Work to complete:
Starting at the first line of the data below, write out each line exactly until you reach the line containing "use crate::config::PostgresConfig;", and include that line too.

[[ Dataset, beginning ]]

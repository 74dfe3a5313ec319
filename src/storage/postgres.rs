//! PostgreSQL storage implementation
//!
//! Uses `tokio-postgres`; the connection driver runs on its own task and ends
//! when the store (and with it the client) is dropped.

use crate::catalog::NormalizedRecord;
use crate::config::PostgresConfig;
use crate::storage::error::{StorageError, StorageResult};
use crate::storage::schema::{POSTGRES_INSERT_SQL, POSTGRES_SCHEMA_SQL, TABLE_NAME};
use tokio_postgres::{Client, NoTls};

/// PostgreSQL storage backend
pub struct PostgresStore {
    client: Client,
}

impl PostgresStore {
    /// Opens a new connection
    pub async fn connect(config: &PostgresConfig) -> StorageResult<Self> {
        let (client, connection) = tokio_postgres::connect(&config.connection_string(), NoTls)
            .await
            .map_err(|e| {
                StorageError::Connection(format!(
                    "failed to connect to {}:{}/{}: {}",
                    config.host, config.port, config.database, e
                ))
            })?;

        tokio::spawn(async move {
            if let Err(e) = connection.await {
                tracing::error!("postgres connection error: {}", e);
            }
        });

        Ok(Self { client })
    }

    /// Creates the catalog table if it does not exist
    pub async fn bootstrap(&self) -> StorageResult<()> {
        self.client.batch_execute(POSTGRES_SCHEMA_SQL).await?;
        Ok(())
    }

    /// Inserts all records in one transaction, skipping (title, price) conflicts
    ///
    /// Returns the number of rows actually inserted. The transaction rolls back
    /// if any statement fails.
    pub async fn insert_batch(&mut self, records: &[NormalizedRecord]) -> StorageResult<u64> {
        let tx = self.client.transaction().await?;
        let stmt = tx.prepare(POSTGRES_INSERT_SQL).await?;

        let mut inserted = 0u64;
        for record in records {
            inserted += tx
                .execute(
                    &stmt,
                    &[
                        &record.title,
                        &record.rating_label,
                        &record.category,
                        &record.price,
                        &record.stock_status,
                        &record.observed_at,
                    ],
                )
                .await?;
        }

        tx.commit().await?;
        Ok(inserted)
    }

    /// Counts rows in the catalog table
    pub async fn count_rows(&self) -> StorageResult<u64> {
        let sql = format!("SELECT COUNT(*) FROM {}", TABLE_NAME);
        let row = self.client.query_one(sql.as_str(), &[]).await?;
        let count: i64 = row.get(0);
        Ok(count as u64)
    }
}
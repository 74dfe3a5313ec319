//! Catalog table schema and statements
//!
//! Both backends share one logical table: `"LIVROS_ESTOQUE"` with a uniqueness
//! constraint over `(titulo, preco)`. Writes never update; a conflicting row is
//! silently skipped.

/// Name of the catalog table (quoted, case preserved)
pub const TABLE_NAME: &str = "\"LIVROS_ESTOQUE\"";

/// SQLite schema for the catalog table
pub const SQLITE_SCHEMA_SQL: &str = r#"
CREATE TABLE IF NOT EXISTS "LIVROS_ESTOQUE" (
    id INTEGER PRIMARY KEY AUTOINCREMENT,
    titulo TEXT NOT NULL,
    classificacao TEXT NOT NULL,
    categoria TEXT NOT NULL,
    preco REAL NOT NULL CHECK (preco >= 0),
    estoque TEXT NOT NULL,
    "timestamp" TEXT NOT NULL,
    UNIQUE (titulo, preco)
);

CREATE INDEX IF NOT EXISTS idx_livros_estoque_categoria ON "LIVROS_ESTOQUE"(categoria);
"#;

/// PostgreSQL schema for the catalog table
pub const POSTGRES_SCHEMA_SQL: &str = r#"
CREATE TABLE IF NOT EXISTS "LIVROS_ESTOQUE" (
    id SERIAL PRIMARY KEY,
    titulo TEXT NOT NULL,
    classificacao TEXT NOT NULL,
    categoria TEXT NOT NULL,
    preco DOUBLE PRECISION NOT NULL CHECK (preco >= 0),
    estoque TEXT NOT NULL,
    "timestamp" TIMESTAMP NOT NULL,
    CONSTRAINT livros_estoque_titulo_preco_key UNIQUE (titulo, preco)
);

CREATE INDEX IF NOT EXISTS idx_livros_estoque_categoria ON "LIVROS_ESTOQUE"(categoria);
"#;

/// Insert-or-ignore statement, SQLite placeholders
pub const SQLITE_INSERT_SQL: &str = r#"
INSERT INTO "LIVROS_ESTOQUE" (titulo, classificacao, categoria, preco, estoque, "timestamp")
VALUES (?1, ?2, ?3, ?4, ?5, ?6)
ON CONFLICT (titulo, preco) DO NOTHING
"#;

/// Insert-or-ignore statement, PostgreSQL placeholders
pub const POSTGRES_INSERT_SQL: &str = r#"
INSERT INTO "LIVROS_ESTOQUE" (titulo, classificacao, categoria, preco, estoque, "timestamp")
VALUES ($1, $2, $3, $4, $5, $6)
ON CONFLICT (titulo, preco) DO NOTHING
"#;

/// Initializes the SQLite schema
///
/// # Arguments
///
/// * `conn` - The database connection
///
/// # Returns
///
/// * `Ok(())` - Schema initialized successfully
/// * `Err(rusqlite::Error)` - Failed to initialize schema
pub fn initialize_schema(conn: &rusqlite::Connection) -> Result<(), rusqlite::Error> {
    conn.execute_batch(SQLITE_SCHEMA_SQL)?;
    Ok(())
}

#[cfg(test)]
mod tests {
    use super::*;
    use rusqlite::{params, Connection};

    #[test]
    fn test_schema_initializes() {
        let conn = Connection::open_in_memory().unwrap();
        let result = initialize_schema(&conn);
        assert!(result.is_ok());
    }

    #[test]
    fn test_schema_is_idempotent() {
        let conn = Connection::open_in_memory().unwrap();

        initialize_schema(&conn).unwrap();
        let result = initialize_schema(&conn);

        assert!(result.is_ok());
    }

    #[test]
    fn test_table_exists_after_init() {
        let conn = Connection::open_in_memory().unwrap();
        initialize_schema(&conn).unwrap();

        let count: i64 = conn
            .query_row(
                "SELECT COUNT(*) FROM sqlite_master WHERE type='table' AND name='LIVROS_ESTOQUE'",
                [],
                |row| row.get(0),
            )
            .unwrap();
        assert_eq!(count, 1);
    }

    #[test]
    fn test_insert_ignores_same_title_and_price() {
        let conn = Connection::open_in_memory().unwrap();
        initialize_schema(&conn).unwrap();

        let insert = |stock: &str| {
            conn.execute(
                SQLITE_INSERT_SQL,
                params!["Book A", "3 stars", "Fiction", 10.0, stock, "2024-01-01 00:00:00"],
            )
            .unwrap()
        };

        assert_eq!(insert("In stock"), 1);
        assert_eq!(insert("Out of stock"), 0);

        let stock: String = conn
            .query_row(r#"SELECT estoque FROM "LIVROS_ESTOQUE""#, [], |row| row.get(0))
            .unwrap();
        assert_eq!(stock, "In stock");
    }

    #[test]
    fn test_rejects_negative_price() {
        let conn = Connection::open_in_memory().unwrap();
        initialize_schema(&conn).unwrap();

        let result = conn.execute(
            SQLITE_INSERT_SQL,
            params!["Book A", "3 stars", "Fiction", -1.0, "In stock", "2024-01-01 00:00:00"],
        );
        assert!(result.is_err());
    }
}
//! Output module for crawl reporting
//!
//! Page tasks return a `PageReport`; the coordinator folds them into a
//! `CrawlSummary` and logs it at the end of the run.

pub mod stats;

pub use stats::{log_summary, CrawlSummary, PageReport};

[[ Dataset, end ]]

The completed task:
repository 74dfe3a5313ec319
filename src/storage/postgres.rs
//! PostgreSQL storage implementation
//!
//! Uses `tokio-postgres`; the connection driver runs on its own task and ends
//! when the store (and with it the client) is dropped.

use crate::catalog::NormalizedRecord;
use crate::config::PostgresConfig;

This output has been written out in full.